Geçen onlarca yıl içerisinde de ‘feminizm’ mefhumu, aile hayatında ve sosyal hayatta, özellikle de ‘annelik’ ve ‘aile’ kavramı konusunda, kadın ve erkeğin, ‘cinsiyet eşitliği’ adı altında, belirli hakların, rollerin ve sorumlulukların eşitlenmesinde etkili ve de yıkıcı bir hal almasına neden oldu. Bu fikrin yayılmasının insanı yanıltan tarafı da kadınların devlet içinde yanlış olmakla birlikte, siyasi ekonomik eğitim ve tüzel hakları açısından yoksun olmaları idi. Sonuçta bu yeni tanımlanmaya karşı çıkan herkes gerici, çağdışı, kadınların haksızlığa uğratılması ve baskı altında tutulması çağrısında bulunan tipler olarak lanse edildi. Cinsiyet eşitliği ve diğer feminist fikirler ‘kadının güçlenmesi (kendi ayakları üzerinde durması)’ ‘kadın hakları’ ‘kadın erkek eşitliği’ gibi terimler şeker tabağında sunularak cazip gösterildi ve yayıldı. Böylelikle genel kamuoyu ve özellikle de kadın ikna edildi ve bu batıl fikirleri desteklemesi sağlandı. Ancak, bu tamamıyla bir aldatmacaydı, çünkü feminizm adına yapılan tüm icraatlar toplumdaki kadınlar, çocuklar ve genel olarak aile yapısı açısından felakete yol açan sonuçlar doğurdu. Çünkü sosyal korozif feminizm felsefesi burada kadının kendi kişisel arzularına göre yetki ve görevlerini bencilce tanımlamaya sevk ederek toplum adına kadın, erkek, çocuk açısından doğru bir çözüm getiremedi. Dar bir bakış açısına sahip olan Kadın merkezli yaklaşım ister evlilik hayatının düzenlenmesinde olsun isterse sosyal hayattaki sorunların çözümünde olsun, isterse de ebeveynlik sorumluluklarında olsun pek çok konuda kafa karışıklığına sebep olmuştur. Asli görevi olan ev hanımı ve annelik rolüne bürünen kadını böylelikle güçsüz bir kadın haline getirir olmuştur. Aynı zamanda erkeğin de ailesi üzerindeki sorumluluklarını yıprattı. Tabi bu sorumlulukları kadına yıkıp ona aşırı derecede stres yükledi. Kadına yıkılan sorumluluklardan bir tanesi maddi kazanç konusudur.

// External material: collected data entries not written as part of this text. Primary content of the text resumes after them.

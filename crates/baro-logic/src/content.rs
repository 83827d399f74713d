//! Species content: ragdoll and animation parameters per species, decoded
//! from JSON and shared between characters through `Arc`.

use std::collections::HashMap;
use std::sync::Arc;

use serde::{Deserialize, Serialize};

use crate::error::ContentError;
use crate::math::Vec2;
use crate::params::{
    AnimationParams, AnimationSet, JointParams, LimbParams, LimbType, RagdollParams,
};
use crate::physics::Shape;

/// Which gait family drives a species.
#[derive(Debug, Clone, Copy, PartialEq, Eq, Hash, Serialize, Deserialize)]
pub enum BodyPlan {
    Humanoid,
    Fish,
}

/// Everything needed to spawn a character of one species.
#[derive(Debug, Clone, PartialEq, Serialize, Deserialize)]
pub struct SpeciesParams {
    pub name: String,
    pub body_plan: BodyPlan,
    pub ragdoll: RagdollParams,
    pub animations: AnimationSet,
    #[serde(default = "default_max_health")]
    pub max_health: f32,
    #[serde(default = "default_needs_air")]
    pub needs_air: bool,
    /// Damage dealt to prey per bite.
    #[serde(default = "default_bite_damage")]
    pub bite_damage: f32,
}

fn default_max_health() -> f32 {
    100.0
}

fn default_needs_air() -> bool {
    true
}

fn default_bite_damage() -> f32 {
    10.0
}

fn rect(width: f32, height: f32) -> Shape {
    Shape::Rect { width, height }
}

fn limb(id: u32, limb_type: LimbType, shape: Shape) -> LimbParams {
    LimbParams {
        id,
        limb_type,
        shape,
        ..LimbParams::default()
    }
}

fn joint(limb1: u32, limb2: u32, anchor1: (f32, f32), anchor2: (f32, f32)) -> JointParams {
    JointParams {
        limb1,
        limb2,
        limb1_anchor: Vec2::new(anchor1.0, anchor1.1),
        limb2_anchor: Vec2::new(anchor2.0, anchor2.1),
        ..JointParams::default()
    }
}

impl SpeciesParams {
    /// A standing biped: torso, head, two legs of three segments and two
    /// arms of two.
    pub fn humanoid() -> Self {
        let mut limbs = vec![
            limb(0, LimbType::Torso, rect(0.3, 0.5)),
            limb(1, LimbType::Head, Shape::Circle { radius: 0.12 }),
            limb(2, LimbType::LeftThigh, rect(0.12, 0.3)),
            limb(3, LimbType::RightThigh, rect(0.12, 0.3)),
            limb(4, LimbType::LeftLeg, rect(0.1, 0.3)),
            limb(5, LimbType::RightLeg, rect(0.1, 0.3)),
            limb(6, LimbType::LeftFoot, rect(0.2, 0.06)),
            limb(7, LimbType::RightFoot, rect(0.2, 0.06)),
            limb(8, LimbType::LeftArm, rect(0.1, 0.28)),
            limb(9, LimbType::RightArm, rect(0.1, 0.28)),
            limb(10, LimbType::LeftHand, rect(0.08, 0.14)),
            limb(11, LimbType::RightHand, rect(0.08, 0.14)),
        ];
        // feet step under their hips
        limbs[6].ref_joint = Some(1);
        limbs[7].ref_joint = Some(2);
        for foot in &mut limbs[6..8] {
            foot.friction = 0.8;
        }

        let mut joints = vec![
            joint(0, 1, (0.0, 0.25), (0.0, -0.12)),
            joint(0, 2, (0.0, -0.25), (0.0, 0.15)),
            joint(0, 3, (0.0, -0.25), (0.0, 0.15)),
            joint(2, 4, (0.0, -0.15), (0.0, 0.15)),
            joint(3, 5, (0.0, -0.15), (0.0, 0.15)),
            joint(4, 6, (0.0, -0.15), (-0.05, 0.03)),
            joint(5, 7, (0.0, -0.15), (-0.05, 0.03)),
            joint(0, 8, (0.0, 0.2), (0.0, 0.14)),
            joint(0, 9, (0.0, 0.2), (0.0, 0.14)),
            joint(8, 10, (0.0, -0.14), (0.0, 0.07)),
            joint(9, 11, (0.0, -0.14), (0.0, 0.07)),
        ];
        // knees only bend backwards
        for knee in &mut joints[3..5] {
            knee.lower_limit = 0.0;
            knee.upper_limit = 120.0;
        }
        for arm in &mut joints[7..9] {
            arm.lower_limit = -150.0;
            arm.upper_limit = 150.0;
        }

        let mut animations = AnimationSet::humanoid();
        for slot in [&mut animations.walk, &mut animations.run] {
            if let AnimationParams::HumanGrounded(p) = slot {
                p.common.torso_angle = Some(0.0);
                p.common.head_angle = Some(0.0);
            }
        }

        Self {
            name: "human".to_string(),
            body_plan: BodyPlan::Humanoid,
            ragdoll: RagdollParams {
                collider_radius: 0.25,
                collider_height: 1.3,
                main_limb: LimbType::Torso,
                limbs,
                joints,
                ..RagdollParams::default()
            },
            animations,
            max_health: default_max_health(),
            needs_air: true,
            bite_damage: 5.0,
        }
    }

    /// A three-segment swimmer lying on its side, with a mouth on the head.
    pub fn fish() -> Self {
        let torso = limb(0, LimbType::Torso, rect(0.8, 0.3));
        let mut head = limb(1, LimbType::Head, rect(0.3, 0.25));
        head.mouth_pos = Some(Vec2::new(0.15, 0.0));
        head.steer_force = 1.0;
        let tail = limb(2, LimbType::Tail, rect(0.5, 0.15));

        let mut animations = AnimationSet::fish();
        for slot in [&mut animations.swim_slow, &mut animations.swim_fast] {
            if let AnimationParams::FishSwim(p) = slot {
                p.common.torso_angle = Some(90.0);
                p.common.head_angle = Some(90.0);
                p.tail_angle = Some(90.0);
            }
        }

        Self {
            name: "fish".to_string(),
            body_plan: BodyPlan::Fish,
            ragdoll: RagdollParams {
                collider_radius: 0.2,
                collider_height: 0.8,
                collider_stand_angle: 90.0,
                main_limb: LimbType::Torso,
                can_enter_submarine: false,
                limbs: vec![torso, head, tail],
                joints: vec![
                    joint(0, 1, (0.4, 0.0), (-0.15, 0.0)),
                    joint(0, 2, (-0.4, 0.0), (0.25, 0.0)),
                ],
                ..RagdollParams::default()
            },
            animations,
            max_health: 150.0,
            needs_air: false,
            bite_damage: default_bite_damage(),
        }
    }

    /// Every problem with this species, ragdoll first.
    pub fn validate(&self) -> Result<(), ContentError> {
        let problems = self.ragdoll.validate();
        if !problems.is_empty() {
            return Err(ContentError::InvalidRagdoll {
                name: self.name.clone(),
                problems,
            });
        }
        let mut problems = self.animations.validate();
        if self.animations.walk.is_fish() != (self.body_plan == BodyPlan::Fish) {
            problems.push(format!("animations do not match body plan {:?}", self.body_plan));
        }
        if problems.is_empty() {
            Ok(())
        } else {
            Err(ContentError::InvalidAnimations {
                name: self.name.clone(),
                problems,
            })
        }
    }
}

/// Loaded species, by name.
#[derive(Debug, Clone, Default)]
pub struct ContentRegistry {
    species: HashMap<String, Arc<SpeciesParams>>,
}

impl ContentRegistry {
    pub fn new() -> Self {
        Self::default()
    }

    /// Registry with the built-in human and fish.
    pub fn with_builtins() -> Self {
        let mut registry = Self::new();
        for species in [SpeciesParams::humanoid(), SpeciesParams::fish()] {
            // built-in names are distinct
            let _ = registry.insert(species);
        }
        registry
    }

    /// Decode and register one species from JSON. `source` names the file
    /// in error messages.
    pub fn load_json(&mut self, source: &str, json: &str) -> Result<Arc<SpeciesParams>, ContentError> {
        let species: SpeciesParams =
            serde_json::from_str(json).map_err(|source_err| ContentError::Decode {
                name: source.to_string(),
                source: source_err,
            })?;
        self.insert(species)
    }

    pub fn insert(&mut self, species: SpeciesParams) -> Result<Arc<SpeciesParams>, ContentError> {
        if self.species.contains_key(&species.name) {
            return Err(ContentError::DuplicateSpecies(species.name));
        }
        species.validate()?;
        log::info!(
            "registered species {} ({} limbs, {} joints)",
            species.name,
            species.ragdoll.limbs.len(),
            species.ragdoll.joints.len()
        );
        let species = Arc::new(species);
        self.species.insert(species.name.clone(), Arc::clone(&species));
        Ok(species)
    }

    pub fn get(&self, name: &str) -> Result<Arc<SpeciesParams>, ContentError> {
        self.species
            .get(name)
            .cloned()
            .ok_or_else(|| ContentError::UnknownSpecies(name.to_string()))
    }

    pub fn names(&self) -> impl Iterator<Item = &str> {
        self.species.keys().map(String::as_str)
    }

    pub fn len(&self) -> usize {
        self.species.len()
    }

    pub fn is_empty(&self) -> bool {
        self.species.is_empty()
    }
}

#[cfg(test)]
mod tests {
    use super::*;

    #[test]
    fn test_builtins_are_valid() {
        assert!(SpeciesParams::humanoid().validate().is_ok());
        assert!(SpeciesParams::fish().validate().is_ok());
        let registry = ContentRegistry::with_builtins();
        assert_eq!(registry.len(), 2);
        assert!(registry.get("human").is_ok());
    }

    #[test]
    fn test_json_round_trip_through_registry() {
        let json = serde_json::to_string(&SpeciesParams::fish()).unwrap();
        let mut registry = ContentRegistry::new();
        let fish = registry.load_json("fish.json", &json).unwrap();
        assert_eq!(fish.body_plan, BodyPlan::Fish);
        assert_eq!(fish.ragdoll.limbs.len(), 3);
    }

    #[test]
    fn test_duplicate_species_rejected() {
        let mut registry = ContentRegistry::with_builtins();
        let err = registry.insert(SpeciesParams::fish()).unwrap_err();
        assert!(matches!(err, ContentError::DuplicateSpecies(name) if name == "fish"));
    }

    #[test]
    fn test_bad_json_names_the_source() {
        let mut registry = ContentRegistry::new();
        let err = registry.load_json("broken.json", "{ not json").unwrap_err();
        assert!(err.to_string().contains("broken.json"));
    }

    #[test]
    fn test_mismatched_body_plan_rejected() {
        let mut species = SpeciesParams::fish();
        species.body_plan = BodyPlan::Humanoid;
        assert!(matches!(
            species.validate(),
            Err(ContentError::InvalidAnimations { .. })
        ));
    }

    #[test]
    fn test_unknown_species() {
        let registry = ContentRegistry::new();
        assert!(matches!(
            registry.get("crawler"),
            Err(ContentError::UnknownSpecies(_))
        ));
    }
}
//! Bites: tear one limb off the prey per bite until nothing is left.

use rand::Rng;

use crate::physics::PhysicsWorld;
use crate::ragdoll::Ragdoll;

#[derive(Debug, Clone, Copy, PartialEq, Eq)]
pub enum BiteOutcome {
    /// Joint with this index was severed.
    Severed(usize),
    /// No severable joint remains; the prey is eaten.
    Consumed,
}

/// Sever one uniformly chosen severable joint of the prey, crediting
/// `damage` to the torn-off limb.
pub fn resolve_bite<R: Rng>(
    prey: &mut Ragdoll,
    physics: &mut PhysicsWorld,
    rng: &mut R,
    damage: f32,
) -> BiteOutcome {
    let candidates = prey.severable_joints();
    if candidates.is_empty() {
        return BiteOutcome::Consumed;
    }
    let index = candidates[rng.gen_range(0..candidates.len())];
    let torn = prey.joints()[index].limb_b;
    prey.limb_mut(torn).damage += damage;
    prey.sever_joint(index, physics);
    BiteOutcome::Severed(index)
}

#[cfg(test)]
mod tests {
    use super::*;
    use crate::content::SpeciesParams;
    use crate::math::Vec2;
    use rand::rngs::StdRng;
    use rand::SeedableRng;

    #[test]
    fn test_bites_until_consumed() {
        let mut physics = PhysicsWorld::default();
        let species = SpeciesParams::fish();
        let mut prey =
            Ragdoll::build("fish", &species.ragdoll, Vec2::new(0.0, 3.0), &mut physics).unwrap();
        let mut rng = StdRng::seed_from_u64(7);

        let mut severed = Vec::new();
        loop {
            match resolve_bite(&mut prey, &mut physics, &mut rng, 10.0) {
                BiteOutcome::Severed(i) => {
                    assert!(!severed.contains(&i));
                    assert!(prey.joints()[i].is_severed());
                    severed.push(i);
                }
                BiteOutcome::Consumed => break,
            }
            assert!(severed.len() <= prey.joints().len());
        }
        assert_eq!(severed.len(), 2);
        assert!(prey.severable_joints().is_empty());
    }

    #[test]
    fn test_bite_never_picks_protected_joint() {
        let mut physics = PhysicsWorld::default();
        let mut species = SpeciesParams::fish();
        species.ragdoll.joints[0].can_be_severed = false;
        let mut prey =
            Ragdoll::build("fish", &species.ragdoll, Vec2::new(0.0, 3.0), &mut physics).unwrap();
        let mut rng = StdRng::seed_from_u64(1);
        assert_eq!(
            resolve_bite(&mut prey, &mut physics, &mut rng, 1.0),
            BiteOutcome::Severed(1)
        );
        assert_eq!(
            resolve_bite(&mut prey, &mut physics, &mut rng, 1.0),
            BiteOutcome::Consumed
        );
        assert!(!prey.joints()[0].is_severed());
    }
}
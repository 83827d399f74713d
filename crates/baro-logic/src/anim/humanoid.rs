//! Bipedal gait: upright walking with swinging arms, and a kick-and-stroke
//! swim.

use std::f32::consts::{FRAC_PI_2, PI, TAU};

use super::gait::{
    foot_step_targets, step_cycle, DragContext, DragOutcome, Gait, GaitContext, LimbCommand,
    PreyView,
};
use crate::math::{self, Vec2};
use crate::params::{AnimationParams, LimbType};

/// Grabbed characters farther than this many eat reaches are let go.
const GRAB_RANGE: f32 = 2.0;
const GRAB_FORCE: f32 = 2.0;

#[derive(Debug, Clone, Default, PartialEq)]
pub struct HumanoidGait;

/// Pull `target` back inside a circle of `reach` around `origin`.
fn clamp_reach(origin: Vec2, target: Vec2, reach: f32) -> Vec2 {
    let offset = target - origin;
    let length = offset.length();
    if length > reach && length > 0.0 {
        origin + offset * (reach / length)
    } else {
        target
    }
}

impl Gait for HumanoidGait {
    fn walk(&mut self, ctx: &mut GaitContext<'_>) {
        let all = ctx.params;
        let AnimationParams::HumanGrounded(params) = all else {
            return;
        };
        let (ragdoll, physics) = (ctx.ragdoll, ctx.physics);
        let common = &params.common;
        let sign = ragdoll.dir().sign();

        let mut movement = ctx
            .state
            .movement
            .smooth_step(ctx.state.target_movement, ctx.config.movement_smoothing);
        if movement.x.abs() < 0.005 {
            movement.x = 0.0;
        }
        movement.y = 0.0;
        ctx.state.movement = movement;

        let collider = physics.body(ragdoll.collider());
        let collider_pos = collider.position;
        let velocity = collider.linear_velocity;
        // a tilted collider walks slower
        let upright = collider.rotation.cos().abs();
        let vertical = if velocity.y > 0.0 {
            velocity.y * 0.5
        } else {
            velocity.y
        };
        ctx.targets.collider_velocity = Some(Vec2::new(movement.x * upright, vertical));
        if ragdoll.is_simple_physics() {
            return;
        }

        let joint_scale = if ctx.joint_scale > 0.0 {
            ctx.joint_scale
        } else {
            1.0
        };
        ctx.state
            .advance_walk_pos(velocity.x * common.cycle_speed / joint_scale * ctx.dt);
        let step_size = common.valid_step_size();
        let step = step_cycle(ctx.state.walk_pos, step_size);
        let moving = ctx.state.target_movement.x.abs() > 0.01;
        let bob = if moving { step.y.abs() * 0.25 } else { 0.0 };
        let bottom = ragdoll.collider_bottom(physics);

        let torso = ragdoll.limb_index(LimbType::Torso);
        if let Some(torso) = torso {
            let target = Vec2::new(
                collider_pos.x + movement.x * params.torso_lean_amount,
                bottom.y + common.torso_position - bob,
            );
            ctx.targets.push(LimbCommand::MoveTo {
                limb: torso,
                target,
                force: common.torso_move_force,
            });
            ctx.targets.push(LimbCommand::Pull {
                limb: torso,
                target,
            });
            if let Some(angle) = common.torso_angle_radians() {
                ctx.targets.push(LimbCommand::Rotate {
                    limb: torso,
                    angle: angle * sign,
                    torque: common.torso_torque,
                    wrap: true,
                });
            }
        }
        if let Some(head) = ragdoll.limb_index(LimbType::Head) {
            let target = Vec2::new(
                collider_pos.x + movement.x * params.head_lean_amount,
                bottom.y + common.head_position - bob,
            );
            ctx.targets.push(LimbCommand::MoveTo {
                limb: head,
                target,
                force: common.head_move_force,
            });
            ctx.targets.push(LimbCommand::Pull {
                limb: head,
                target,
            });
            if let Some(angle) = common.head_angle_radians() {
                ctx.rotate_relative(head, angle * sign, common.head_torque);
            }
        }

        let stance = step_size.x * 0.5 * sign;
        for (index, limb) in ragdoll.limbs().iter().enumerate() {
            if limb.is_severed() {
                continue;
            }
            match limb.limb_type {
                LimbType::LeftFoot | LimbType::RightFoot => {
                    let left = limb.limb_type == LimbType::LeftFoot;
                    let base = ctx.foot_base(index, Vec2::new(collider_pos.x, bottom.y));
                    let target = if moving {
                        foot_step_targets(base, step, movement.x * 0.1, left)
                    } else if left {
                        base + Vec2::new(stance, 0.0)
                    } else {
                        base - Vec2::new(stance, 0.0)
                    };
                    ctx.targets.push(LimbCommand::MoveTo {
                        limb: index,
                        target,
                        force: common.foot_move_force,
                    });
                    let angle = all.foot_angle_radians(limb.id).unwrap_or(0.0);
                    ctx.rotate_relative(index, angle * sign, common.foot_torque);
                }
                LimbType::LeftThigh | LimbType::RightThigh
                    if moving && params.leg_torque != 0.0 =>
                {
                    ctx.targets.push(LimbCommand::Torque {
                        limb: index,
                        torque: -params.leg_torque * sign,
                    });
                }
                LimbType::LeftHand | LimbType::RightHand => {
                    let Some(torso) = torso else {
                        continue;
                    };
                    let torso_pos = ragdoll.limb(torso).position(physics);
                    let rest = ragdoll.rest_offset(torso, index);
                    // arms swing against the legs
                    let swing = if !moving {
                        0.0
                    } else if limb.limb_type == LimbType::LeftHand {
                        -step.x * params.hand_move_strength
                    } else {
                        step.x * params.hand_move_strength
                    };
                    let target = torso_pos + rest + Vec2::new(swing, swing.abs() * 0.3);
                    ctx.targets.push(LimbCommand::MoveTo {
                        limb: index,
                        target: clamp_reach(torso_pos, target, rest.length()),
                        force: params.hand_move_force,
                    });
                }
                _ => {}
            }
        }
    }

    fn swim(&mut self, ctx: &mut GaitContext<'_>) {
        let all = ctx.params;
        let AnimationParams::HumanSwim(params) = all else {
            return;
        };
        let (ragdoll, physics, config) = (ctx.ragdoll, ctx.physics, ctx.config);
        let common = &params.common;
        let sign = ragdoll.dir().sign();
        let collider = physics.body(ragdoll.collider());
        let collider_pos = collider.position;

        ctx.state.movement = ctx.state.target_movement;
        let movement = ctx.state.movement;
        ctx.targets.collider_velocity = Some(collider.linear_velocity.lerp(movement, config.swim_lerp));
        if ragdoll.is_simple_physics() {
            return;
        }

        let torso = ragdoll.limb_index(LimbType::Torso);
        if movement.length_squared() < 1e-5 {
            ctx.state.walk_pos = math::smooth_step(
                ctx.state.walk_pos,
                FRAC_PI_2,
                ctx.dt * config.idle_phase_rate,
            );
            if let Some(torso) = torso {
                ctx.targets.push(LimbCommand::Pull {
                    limb: torso,
                    target: collider_pos,
                });
            }
            return;
        }

        let heading = if common.rotate_towards_movement {
            movement.to_angle() - FRAC_PI_2
        } else {
            0.0
        };
        ctx.targets.collider_rotation = Some((heading, common.steer_torque));
        let Some(torso) = torso else {
            return;
        };
        ctx.targets.push(LimbCommand::Pull {
            limb: torso,
            target: collider_pos,
        });
        ctx.targets.push(LimbCommand::Rotate {
            limb: torso,
            angle: heading + common.torso_angle_radians().unwrap_or(0.0) * sign,
            torque: common.torso_torque,
            wrap: true,
        });
        if let (Some(head), Some(angle)) = (
            ragdoll.limb_index(LimbType::Head),
            common.head_angle_radians(),
        ) {
            ctx.rotate_relative(head, heading + angle * sign, common.head_torque);
        }

        let cycle = params.leg_cycle_length.abs().max(0.01);
        ctx.state
            .advance_walk_pos(movement.length() / cycle * TAU * ctx.dt);
        let walk_pos = ctx.state.walk_pos;

        let torso_pos = ragdoll.limb(torso).position(physics);
        let up = Vec2::from_angle(heading + FRAC_PI_2);
        let side = Vec2::new(up.y, -up.x);
        for (index, limb) in ragdoll.limbs().iter().enumerate() {
            if limb.is_severed() {
                continue;
            }
            let phase = match limb.limb_type {
                LimbType::LeftFoot | LimbType::LeftHand => 0.0,
                LimbType::RightFoot | LimbType::RightHand => PI,
                _ => continue,
            };
            let reach = ragdoll.rest_offset(torso, index).length();
            if limb.limb_type.is_foot() {
                let kick = side * ((walk_pos + phase).sin() * params.leg_move_amount);
                ctx.targets.push(LimbCommand::MoveTo {
                    limb: index,
                    target: torso_pos - up * reach + kick,
                    force: params.foot_move_force,
                });
                if let Some(angle) = all.foot_angle_radians(limb.id) {
                    ctx.rotate_relative(index, heading + angle * sign, common.foot_torque);
                }
            } else {
                let p = walk_pos * params.hand_cycle_speed + phase;
                let stroke = up * (p.cos() * params.hand_move_amount.x)
                    + side * (p.sin() * params.hand_move_amount.y * sign);
                ctx.targets.push(LimbCommand::MoveTo {
                    limb: index,
                    target: clamp_reach(torso_pos, torso_pos + stroke, reach),
                    force: params.hand_move_force,
                });
            }
        }
    }

    /// Hold a grabbed character at the hand.
    fn drag(&mut self, ctx: &mut DragContext<'_>, prey: &PreyView) -> DragOutcome {
        let ragdoll = ctx.ragdoll;
        let hand = ragdoll
            .limb_index(LimbType::RightHand)
            .or_else(|| ragdoll.limb_index(LimbType::LeftHand))
            .unwrap_or_else(|| ragdoll.main_limb_index());
        let grip = ragdoll.limb(hand).position(ctx.physics);
        let body = ctx.physics.body_mut(prey.main_limb);
        if !grip.is_valid() || body.position.distance(grip) > ctx.config.eat_reach * GRAB_RANGE {
            return DragOutcome::Release;
        }
        body.move_to_pos(grip, GRAB_FORCE, None);
        DragOutcome::Holding
    }
}

#[cfg(test)]
mod tests {
    use super::*;

    #[test]
    fn test_clamp_reach() {
        let origin = Vec2::new(1.0, 1.0);
        let clamped = clamp_reach(origin, Vec2::new(4.0, 1.0), 1.0);
        assert!((clamped - Vec2::new(2.0, 1.0)).length() < 1e-6);
        let inside = Vec2::new(1.5, 1.0);
        assert_eq!(clamp_reach(origin, inside, 1.0), inside);
    }
}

Betty Friedan gibi birçok feministin altın tepside sunduğu eşitlik vaatleri, kadını mutlu bir yaşamdan, iyi bir evlilikten ve kalkınmadan uzak baskı altında hisseden biri haline getirdi. ABD'li bir gazeteci ve öğretim görevlisi olan Dale O’Leary aynı zamanda da bir Feminizm muhalifi olarak 'Toplumsal Cinsiyet Gündemi: Eşitliği Yeniden Tanımlama' adlı kitabında şöyle yazdı, “Feministler kadınların ilerlemesini teşvik ettiklerini iddia ettiler, fakat feministler bana kadın olmanın ve ilerlemenin ne anlama geldiğine dair çok çarpık bir fikre sahip olduklarını söylediler.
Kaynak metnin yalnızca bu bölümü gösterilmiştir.